Hairdressers are professional gossips; when only the hands are busy, the tongue is seldom still.
As the arrow that leaves the bow cannot be recaptured, what we say, senselessly, about others causes us great harm.
Now, I try not to read gossip as a rule. But the other day, a website ran an article with a picture of me wearing sweatpants on the way to the gym. And the writer asked, 'Why does this petite beauty insist on dressing like a massive man?' Because I like to be comfortable.
If you talk about yourself, he'll think you're boring. If you talk about others, he'll think you're a gossip. If you talk about him, he'll think you're a brilliant conversationalist.
Everybody likes to gossip. But it can be a little scary to have people knowing secrets about me when I don't know anything about them. It's not exactly a two-way street there.
Gossip and slander are not victimless crimes. Words do not just dissipate into midair. . . . Words can injure and damage, maim and destroy - forcefully, painfully, lastingly. . . . Plans have been disrupted, deals have been lost, companies have fallen, because of idle gossip or malicious slander. Reputations have been sullied, careers have been ruined, lives have been devastated, because of cruel lies or vicious rumors. . . . Your words have such power to do good or evil that they must be chosen carefully, wisely, and well.
Folks will say anything, and next time round they'll believe it.
My self . . . is a dramatic ensemble. Here a prophetic ancestor makes his appearance. Here a brutal hero shouts. Here an alcoholic bon vivant argues with a learned professor. Here a lyric muse, chronically love-struck, raises her eyes to heaven. Her papa steps forward, uttering pedantic protests. Here the indulgent uncle intercedes. Here the aunt babbles gossip. Here the maid giggles lasciviously. And I look upon it all with amazement, the sharpened pen in my left hand.
I did ... learn an important distinction in graduate school: a speculation about who had syphilis when is gossip if it's about your friends, a plot element if it's about a character in a novel, and scholarship if it's about John Keats.
I got around a lot, and lots of people talked to me. I salted down stories by the barrel load.

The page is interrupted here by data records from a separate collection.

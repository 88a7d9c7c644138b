use canopy::{
    Dispatch, Input, Kind, ManualClock, OpOptions, OpType, RGraph, Spacetree, Viz, VizConfig,
};
use std::cell::Cell;
use std::rc::Rc;
use std::time::Duration;

const TREE: &str = r#"{"id":"r","children":[
    {"id":"a","children":[{"id":"a1"},{"id":"a2"}]},
    {"id":"b","children":[{"id":"b1"}]},
    {"id":"c"}
]}"#;

fn rgraph(clock: &ManualClock) -> RGraph {
    let config = VizConfig::for_kind(Kind::RGraph, None).unwrap();
    let mut rg = RGraph::with_clock(config, Box::new(clock.clone()));
    rg.load_json(TREE).unwrap();
    rg.compute().unwrap();
    rg
}

fn fast(kind: OpType) -> OpOptions {
    OpOptions::new(kind).duration(Duration::from_millis(300))
}

#[test]
fn removals_without_animation_finish_synchronously() {
    let clock = ManualClock::new();
    let mut rg = rgraph(&clock);
    let completed = Rc::new(Cell::new(false));
    let flag = Rc::clone(&completed);

    let opt = OpOptions::new(OpType::Nothing).on_complete(move |_| flag.set(true));
    assert_eq!(rg.remove_nodes(&["c", "missing"], opt).unwrap(), Dispatch::Done);
    assert!(completed.get());
    assert!(!rg.graph().has_node("c"));
    assert!(rg.graph().get_node("r").unwrap().get_adjacency("c").is_none());

    let frames = rg.core().frames();
    assert_eq!(
        rg.remove_edges(&[("b", "b1")], OpOptions::new(OpType::Replot))
            .unwrap(),
        Dispatch::Done
    );
    assert!(rg.graph().get_adjacence("b", "b1").is_none());
    assert!(rg.graph().has_node("b1"));
    assert_eq!(rg.core().frames(), frames + 1);
}

#[test]
fn faded_removals_drop_nodes_once_the_animation_ends() {
    for kind in [OpType::FadeSeq, OpType::FadeCon] {
        let clock = ManualClock::new();
        let mut rg = rgraph(&clock);

        assert_eq!(rg.remove_nodes(&["a1"], fast(kind)).unwrap(), Dispatch::Scheduled);
        assert!(rg.is_busy());
        assert!(rg.graph().has_node("a1"));
        // Anything else is refused while the fade runs.
        assert_eq!(
            rg.remove_nodes(&["c"], OpOptions::new(OpType::Nothing)).unwrap(),
            Dispatch::Busy
        );

        rg.run_until_idle().unwrap();
        assert!(!rg.is_busy(), "{kind}");
        assert!(!rg.graph().has_node("a1"), "{kind}");
        assert!(rg.graph().has_node("c"), "{kind}");
    }
}

#[test]
fn a_failed_reflow_leaves_the_graph_as_it_was() {
    let clock = ManualClock::new();
    let config = VizConfig::for_kind(Kind::Spacetree, None).unwrap();
    let mut st = Spacetree::with_clock(config, Box::new(clock.clone()));
    st.load_json(TREE).unwrap();
    st.compute().unwrap();
    st.core_mut().config_mut().node.align = "middle".to_string();

    let before = |st: &Spacetree, id: &str| {
        let n = st.graph().get_node(id).unwrap();
        (n.end_alpha, n.ignore)
    };
    let a1 = before(&st, "a1");
    assert!(st.remove_nodes(&["a1"], fast(OpType::FadeCon)).is_err());
    assert_eq!(before(&st, "a1"), a1);
    assert!(!st.is_busy());
    assert!(st.core().scheduler().is_idle());

    let edge = |st: &Spacetree| {
        let adj = st.graph().get_node("b").unwrap().get_adjacency("b1").unwrap();
        (adj.end_alpha, adj.ignore)
    };
    let b_b1 = edge(&st);
    assert!(st.remove_edges(&[("b", "b1")], fast(OpType::FadeCon)).is_err());
    assert_eq!(edge(&st), b_b1);
    assert!(!st.is_busy());
}

#[test]
fn iterated_removal_takes_one_element_per_step() {
    let clock = ManualClock::new();
    let mut rg = rgraph(&clock);
    let opt = OpOptions::new(OpType::Iter).duration(Duration::from_millis(400));
    assert_eq!(rg.remove_nodes(&["a1", "a2"], opt).unwrap(), Dispatch::Scheduled);

    clock.advance(Duration::from_millis(200));
    rg.tick().unwrap();
    assert!(!rg.graph().has_node("a1"));
    assert!(rg.graph().has_node("a2"));

    rg.run_until_idle().unwrap();
    assert!(!rg.graph().has_node("a2"));
    assert!(!rg.is_busy());
}

#[test]
fn faded_edge_removal_keeps_the_nodes() {
    let clock = ManualClock::new();
    let mut rg = rgraph(&clock);
    assert_eq!(
        rg.remove_edges(&[("r", "c")], fast(OpType::FadeCon)).unwrap(),
        Dispatch::Scheduled
    );
    rg.run_until_idle().unwrap();
    assert!(rg.graph().get_adjacence("r", "c").is_none());
    assert!(rg.graph().has_node("c"));
}

#[test]
fn sum_fades_new_nodes_in() {
    let clock = ManualClock::new();
    let mut rg = rgraph(&clock);
    let more = Input::parse(r#"{"id":"c","children":[{"id":"c1"},{"id":"c2"}]}"#).unwrap();

    assert_eq!(rg.sum(&more, fast(OpType::FadeSeq)).unwrap(), Dispatch::Scheduled);
    let c1 = rg.graph().get_node("c1").unwrap();
    assert_eq!((c1.alpha, c1.end_alpha), (0.0, 1.0));

    rg.run_until_idle().unwrap();
    let c1 = rg.graph().get_node("c1").unwrap();
    assert_eq!(c1.alpha, 1.0);
    assert!(c1.pos.getp().rho > 0.0);
}

#[test]
fn disconnected_sums_stay_out_of_the_layout() {
    let clock = ManualClock::new();
    let mut rg = rgraph(&clock);
    let island = Input::parse(r#"[{"id":"x","adjacencies":["y"]},{"id":"y"}]"#).unwrap();

    assert_eq!(rg.sum(&island, OpOptions::new(OpType::Nothing)).unwrap(), Dispatch::Done);
    rg.compute().unwrap();
    assert!(rg.graph().has_node("x"));
    assert!(!rg.core().traversal().is_reached("x"));
    assert!(rg.core().traversal().is_reached("b1"));
}

#[test]
fn morph_adds_and_removes_to_match_the_target() {
    let clock = ManualClock::new();
    let mut rg = rgraph(&clock);
    let target = Input::parse(
        r#"{"id":"r","children":[{"id":"a","children":[{"id":"a1"}]},{"id":"d"}]}"#,
    )
    .unwrap();

    assert_eq!(rg.morph(&target, fast(OpType::FadeCon)).unwrap(), Dispatch::Scheduled);
    assert!(rg.graph().get_node("b").unwrap().ignore);
    rg.run_until_idle().unwrap();

    let mut ids = rg.graph().node_ids();
    ids.sort();
    assert_eq!(ids, ["a", "a1", "d", "r"]);
    assert_eq!(rg.root(), Some("r"));
    assert_eq!(rg.graph().get_node("d").unwrap().alpha, 1.0);
}

#[test]
fn morph_moves_the_root_when_it_disappears() {
    let clock = ManualClock::new();
    let mut rg = rgraph(&clock);
    let target = Input::parse(r#"{"id":"z","children":[{"id":"a"},{"id":"y"}]}"#).unwrap();

    assert_eq!(
        rg.morph(&target, OpOptions::new(OpType::Replot)).unwrap(),
        Dispatch::Done
    );
    assert_eq!(rg.root(), Some("z"));
    let mut ids = rg.graph().node_ids();
    ids.sort();
    assert_eq!(ids, ["a", "y", "z"]);
    assert!(rg.graph().get_adjacence("a", "z").is_some());
    assert!(rg.scene().unwrap().node("z").is_some());
}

Officials and journalists live in parallel but separate realities; they see and talk to each other, may have a meal and gossip together, but their worlds never touch, because officials use words that don't mean what they say, while for those reporters in Vietnam - Halberstam, Peter Arnett, Morley Safer, and others - words were vessels of reality.
She [Eva Braun] was always complaining later on, "I know nothing that's going on." They [with Adolf Hitler] talked about other things: dogs, movies, music, Munich gossip, who was going with who, who was cheating on their spouses, who was drinking too much or trying to quit. All sorts of local things like that.
In this whole digital age, where everything is so exposed, rather than trying to keep something private, you try to get out ahead of the curve and limit the amount of gossip.
I like being married to another writer. You get to trade ideas. You get to talk shop. You get to complain. You get to gossip. And you don't have to explain why you're in such a bad mood when your work isn't going well.
[Some outlets] shouldn't even call themselves news providers; they're just entertainment gossip without any sort of accountability or fact-checking.
I don't like gossip stories. Facts are okay. But when gossips begin making items, that's something else again.
I haven't any close friends. Friendship needs time to interact, sit down, gossip. I don't have that time.